Keeping yourself updated

A good way to be resilient is to keep yourself updated on the technology side, keeping your systems familiar with concepts like Internet of Things and Artificial Intelligence. Newer the technology, more the resources available in the market to fix a bug that occurs in it, hence it is always a good idea to remodel your businesses in continuity with the prevailing technologies. 

As remote work has become the norm since COVID-19, IoT could be used to implement automated digital manufacturing to limit the dependency of humans on labour intensive work.  Making a digital connection in each process of manufacturing and otherwise in turn establishes an anti fragile supply chain, that not only remains unaffected during a physical description but instead gains from it by being the frontrunner. AI can, on its own, analyse the past behaviours of the chain and implement what the best calculated measure would be provided it has the digital ecosystem to facilitate the process. This would move your reactive supply chain management to a proactive one.

Measuring more than just numbers

The present is a very flawed representation of the future. If you're dealing with the pandemic right now, it would not hurt to be a little farsighted and take on this adversity as an opportunity to implement changes that were long pending and clearing the company's technical or other debt that has accumulated over time. As business leaders it is imperative to always keep looking forward, and to shift the organisation's horizons to capacitate long term transformational changes. The present time is the actual 'now or never'. 

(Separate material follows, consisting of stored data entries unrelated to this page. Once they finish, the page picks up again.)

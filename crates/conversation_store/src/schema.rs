use serde::{Deserialize, Serialize};

/// Author of a committed message.
#[derive(Debug, Clone, Copy, PartialEq, Eq, Serialize, Deserialize)]
#[serde(rename_all = "lowercase")]
pub enum Role {
    User,
    Assistant,
}

/// One committed chat message. Immutable once appended to a conversation.
#[derive(Debug, Clone, PartialEq, Eq, Serialize, Deserialize)]
pub struct Message {
    pub id: String,
    pub role: Role,
    pub content: String,
}

impl Message {
    #[must_use]
    pub fn user(id: impl Into<String>, content: impl Into<String>) -> Self {
        Self {
            id: id.into(),
            role: Role::User,
            content: content.into(),
        }
    }

    #[must_use]
    pub fn assistant(id: impl Into<String>, content: impl Into<String>) -> Self {
        Self {
            id: id.into(),
            role: Role::Assistant,
            content: content.into(),
        }
    }
}

/// A titled, append-only message sequence.
///
/// The identifier starts as a locally generated token and may be rewritten
/// once to a remote-assigned identifier; messages are never edited or
/// reordered.
#[derive(Debug, Clone, PartialEq, Eq, Serialize, Deserialize)]
pub struct Conversation {
    pub id: String,
    pub title: String,
    #[serde(default)]
    pub messages: Vec<Message>,
}

impl Conversation {
    #[must_use]
    pub fn new(id: impl Into<String>, title: impl Into<String>) -> Self {
        Self {
            id: id.into(),
            title: title.into(),
            messages: Vec::new(),
        }
    }
}

/// A reusable system prompt. At most one prompt is active at a time.
#[derive(Debug, Clone, PartialEq, Eq, Serialize, Deserialize)]
pub struct Prompt {
    pub id: String,
    pub name: String,
    pub content: String,
    pub is_active: bool,
    pub created_at: i64,
}
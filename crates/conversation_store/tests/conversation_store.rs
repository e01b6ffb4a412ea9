use conversation_store::{Conversation, ConversationStore, Message, Role};

fn store_with_conversation(id: &str, title: &str) -> ConversationStore {
    let mut store = ConversationStore::new();
    store.create_conversation(Conversation::new(id, title));
    store
}

fn active_prompt_count(store: &ConversationStore) -> usize {
    store
        .prompts()
        .iter()
        .filter(|prompt| prompt.is_active)
        .count()
}

#[test]
fn create_prompt_activates_only_the_new_prompt() {
    let mut store = ConversationStore::new();
    let first = store.create_prompt("terse", "Answer in one sentence.");
    let second = store.create_prompt("verbose", "Answer at length.");

    assert_ne!(first, second);
    assert_eq!(active_prompt_count(&store), 1);
    let active = store.active_prompt().expect("one prompt should be active");
    assert_eq!(active.id, second);
    assert_eq!(active.name, "verbose");
}

#[test]
fn set_prompt_active_enforces_single_active_invariant() {
    let mut store = ConversationStore::new();
    let first = store.create_prompt("a", "content a");
    let second = store.create_prompt("b", "content b");

    store.set_prompt_active(&first, true);
    assert_eq!(active_prompt_count(&store), 1);
    assert_eq!(store.active_prompt().map(|p| p.id.clone()), Some(first.clone()));

    store.set_prompt_active(&first, false);
    assert_eq!(active_prompt_count(&store), 0);

    // Deactivating one prompt leaves the others untouched.
    store.set_prompt_active(&second, true);
    store.set_prompt_active(&first, false);
    assert_eq!(store.active_prompt().map(|p| p.id.clone()), Some(second));
}

#[test]
fn set_prompt_active_on_unknown_id_is_a_no_op() {
    let mut store = ConversationStore::new();
    store.create_prompt("a", "content");

    store.set_prompt_active("missing", true);
    assert_eq!(active_prompt_count(&store), 0);
}

#[test]
fn delete_prompt_removes_only_the_named_prompt() {
    let mut store = ConversationStore::new();
    let first = store.create_prompt("a", "content a");
    store.create_prompt("b", "content b");

    store.delete_prompt(&first);
    assert_eq!(store.prompts().len(), 1);
    assert_eq!(store.prompts()[0].name, "b");
}

#[test]
fn create_conversation_inserts_and_selects() {
    let store = store_with_conversation("local-1", "hello there");

    assert_eq!(store.conversations().len(), 1);
    assert_eq!(store.current_conversation_id(), Some("local-1"));
    assert_eq!(
        store.current_conversation().map(|c| c.title.as_str()),
        Some("hello there")
    );
}

#[test]
fn create_conversation_with_duplicate_id_selects_without_duplicating() {
    let mut store = store_with_conversation("local-1", "first");
    store.set_current_conversation(None);

    store.create_conversation(Conversation::new("local-1", "second"));

    assert_eq!(store.conversations().len(), 1);
    assert_eq!(store.conversations()[0].title, "first");
    assert_eq!(store.current_conversation_id(), Some("local-1"));
}

#[test]
fn update_conversation_id_rewrites_id_and_selection_together() {
    let mut store = store_with_conversation("local-1", "hello");
    store.append_message("local-1", Message::user("m1", "hi"));

    store.update_conversation_id("local-1", "doc-9");

    assert_eq!(store.conversations().len(), 1);
    assert!(store.conversation("local-1").is_none());
    let conversation = store
        .conversation("doc-9")
        .expect("conversation should be addressable by the new id");
    assert_eq!(conversation.messages.len(), 1);
    assert_eq!(store.current_conversation_id(), Some("doc-9"));
}

#[test]
fn update_conversation_id_leaves_other_selection_alone() {
    let mut store = store_with_conversation("local-1", "first");
    store.create_conversation(Conversation::new("local-2", "second"));

    store.update_conversation_id("local-1", "doc-1");

    assert_eq!(store.current_conversation_id(), Some("local-2"));
    assert!(store.conversation("doc-1").is_some());
}

#[test]
fn rename_conversation_updates_title() {
    let mut store = store_with_conversation("local-1", "old title");

    store.rename_conversation("local-1", "new title");
    assert_eq!(
        store.conversation("local-1").map(|c| c.title.as_str()),
        Some("new title")
    );

    // Unknown identifier: total no-op.
    store.rename_conversation("missing", "whatever");
    assert_eq!(store.conversations().len(), 1);
}

#[test]
fn delete_conversation_clears_selection_only_when_it_was_current() {
    let mut store = store_with_conversation("local-1", "first");
    store.create_conversation(Conversation::new("local-2", "second"));

    store.delete_conversation("local-1");
    assert_eq!(store.conversations().len(), 1);
    assert_eq!(store.current_conversation_id(), Some("local-2"));

    store.delete_conversation("local-2");
    assert!(store.conversations().is_empty());
    assert_eq!(store.current_conversation_id(), None);
}

#[test]
fn append_message_preserves_order_and_reports_unknown_targets() {
    let mut store = store_with_conversation("local-1", "hello");

    assert!(store.append_message("local-1", Message::user("m1", "hi")));
    assert!(store.append_message("local-1", Message::assistant("m2", "Hello!")));
    assert!(!store.append_message("missing", Message::user("m3", "lost")));

    let conversation = store.conversation("local-1").expect("conversation exists");
    assert_eq!(conversation.messages.len(), 2);
    assert_eq!(conversation.messages[0].role, Role::User);
    assert_eq!(conversation.messages[1].content, "Hello!");
}

#[test]
fn flag_reducers_toggle_state() {
    let mut store = ConversationStore::new();
    assert!(!store.is_loading());
    assert!(store.is_banner_visible());

    store.set_loading(true);
    store.set_banner_visible(false);
    assert!(store.is_loading());
    assert!(!store.is_banner_visible());
}

#[test]
fn message_roles_serialize_lowercase() {
    let message = Message::assistant("m1", "Hello!");
    let json = serde_json::to_value(&message).expect("message should serialize");
    assert_eq!(json["role"], "assistant");
    assert_eq!(json["id"], "m1");
}

#[test]
fn conversation_deserializes_with_missing_messages_field() {
    let conversation: Conversation =
        serde_json::from_str(r#"{"id":"doc-1","title":"hello"}"#)
            .expect("messages should default to empty");
    assert!(conversation.messages.is_empty());
}
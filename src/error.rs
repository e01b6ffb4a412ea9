use thiserror::Error;

/// Pre-flight conditions that reject a submission before any state changes.
#[derive(Debug, Error, PartialEq, Eq)]
pub enum ChatError {
    #[error("cannot submit an empty message")]
    EmptyInput,

    #[error("a response stream is already in flight")]
    Busy,
}
use conversation_store::Message;
use serde::{Deserialize, Serialize};

/// Prefix carried by synthetic assistant error messages. Such messages are
/// stripped from request history before it reaches the model provider.
pub const ERROR_MESSAGE_PREFIX: &str = "Sorry, I encountered an error";

/// Built-in system prompt applied to every provider request. An enabled
/// custom prompt is layered after it, never instead of it.
pub const DEFAULT_SYSTEM_PROMPT: &str = "\
You are a helpful AI assistant using Markdown for clear and structured responses. \
Format your responses following these guidelines:

1. Use headers for main topics and subtopics.
2. Use bullet points for unordered lists and numbers when sequence matters.
3. Use inline `code` for short snippets and triple backticks with a language \
tag for blocks.
4. Use **bold** for important points, *italics* for emphasis, and > for \
callouts.
5. Use tables for structured data and break long answers into short, focused \
paragraphs.

Keep responses concise and well-structured.";

/// Request payload for one streaming completion.
#[derive(Debug, Clone, PartialEq, Eq, Serialize, Deserialize)]
#[serde(rename_all = "camelCase")]
pub struct ChatRequest {
    pub messages: Vec<Message>,
    #[serde(skip_serializing_if = "Option::is_none")]
    pub system_prompt: Option<SystemPrompt>,
}

/// User-configurable system prompt carried alongside the message history.
#[derive(Debug, Clone, PartialEq, Eq, Serialize, Deserialize)]
pub struct SystemPrompt {
    pub value: String,
    pub enabled: bool,
}

impl ChatRequest {
    #[must_use]
    pub fn new(messages: Vec<Message>) -> Self {
        Self {
            messages,
            system_prompt: None,
        }
    }

    #[must_use]
    pub fn with_system_prompt(mut self, value: impl Into<String>) -> Self {
        self.system_prompt = Some(SystemPrompt {
            value: value.into(),
            enabled: true,
        });
        self
    }

    /// Message history as sent to the provider: content trimmed, blank
    /// entries and synthetic error messages dropped.
    ///
    /// An empty result is the caller's 400 condition.
    #[must_use]
    pub fn sanitized_messages(&self) -> Vec<Message> {
        self.messages
            .iter()
            .filter(|message| {
                let content = message.content.trim();
                !content.is_empty() && !content.starts_with(ERROR_MESSAGE_PREFIX)
            })
            .map(|message| Message {
                id: message.id.clone(),
                role: message.role,
                content: message.content.trim().to_string(),
            })
            .collect()
    }

    /// Default guidance plus the enabled custom prompt, separated by a blank
    /// line. A disabled or blank custom prompt leaves the default alone.
    #[must_use]
    pub fn resolved_system_prompt(&self) -> String {
        match &self.system_prompt {
            Some(prompt) if prompt.enabled && !prompt.value.trim().is_empty() => {
                format!("{DEFAULT_SYSTEM_PROMPT}\n\n{}", prompt.value)
            }
            _ => DEFAULT_SYSTEM_PROMPT.to_string(),
        }
    }
}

Resilience is more about building organisations and systems that accept that change and experimentation are a part of daily life and cannot be overlooked, rather than being about occasional adjustments to counter extreme circumstances. Learn more about pandemic-driven digital transformation of businesses here.

Overcoming the roadblocks

  • The first step to overcoming a problem is to address the problem areas with all honesty. A common pitfall that managers encounter is called an 'optimism bias'. It refers to a phenomenon where since an organisation has never seen something like a particular crisis, the existing heuristics do not apply and the management forms a perspective which does not let them believe how bad the situation could actually get. 
  • Conventional business strategies are often based on assumptions about a course of events that is likely to happen. Statistical models become highly sensitive during these times, as small changes in the assumptions can lead to entirely different conclusions on aspects of the role of the government, consumer behaviour and expectations, etc. Adding fuel to the fire, it becomes extremely likely during a worldwide catastrophe like COVID-19 that information flows in from a variety of channels leading to highly unreliable sources and data thus leading to unclear analytics.
  • Talking of assumptions, it would also be extremely risky to assume that if your business has been resilient in the past, it will be the same in the future. The nature and severity of the disasters can greatly vary, and one mechanism is never sufficient to protect you from all directions. It would also be wrong to believe that building a resilient framework would mean that the business comes out from the situation completely unscathed. Expect some amount of volatility even with the best resilience models!
  • In cases like this, the leaders should at all times be prepared that the information that they had considered to be their bedrock to base their transition out of, turned out to be wrong. Excessive care must be taken to not consider one's own assumptions as facts and cross verify information that comes from even the most trusted source.
  • Problematic scenarios like this with unclear and dynamic statistics can lead to unprecedented delays, which is not affordable in something as severe as a natural disaster or an epidemic due to the fast moving nature of these events causing a decision making paralysis. 

Businesses have a much broader role in the society as is normally perceived. They are also tasked with building robust economies and changing regressive norms when the need arises. Hence, building business resilience is not just about growth and profit sharing, but enabling improvement as a community and coming out stronger together.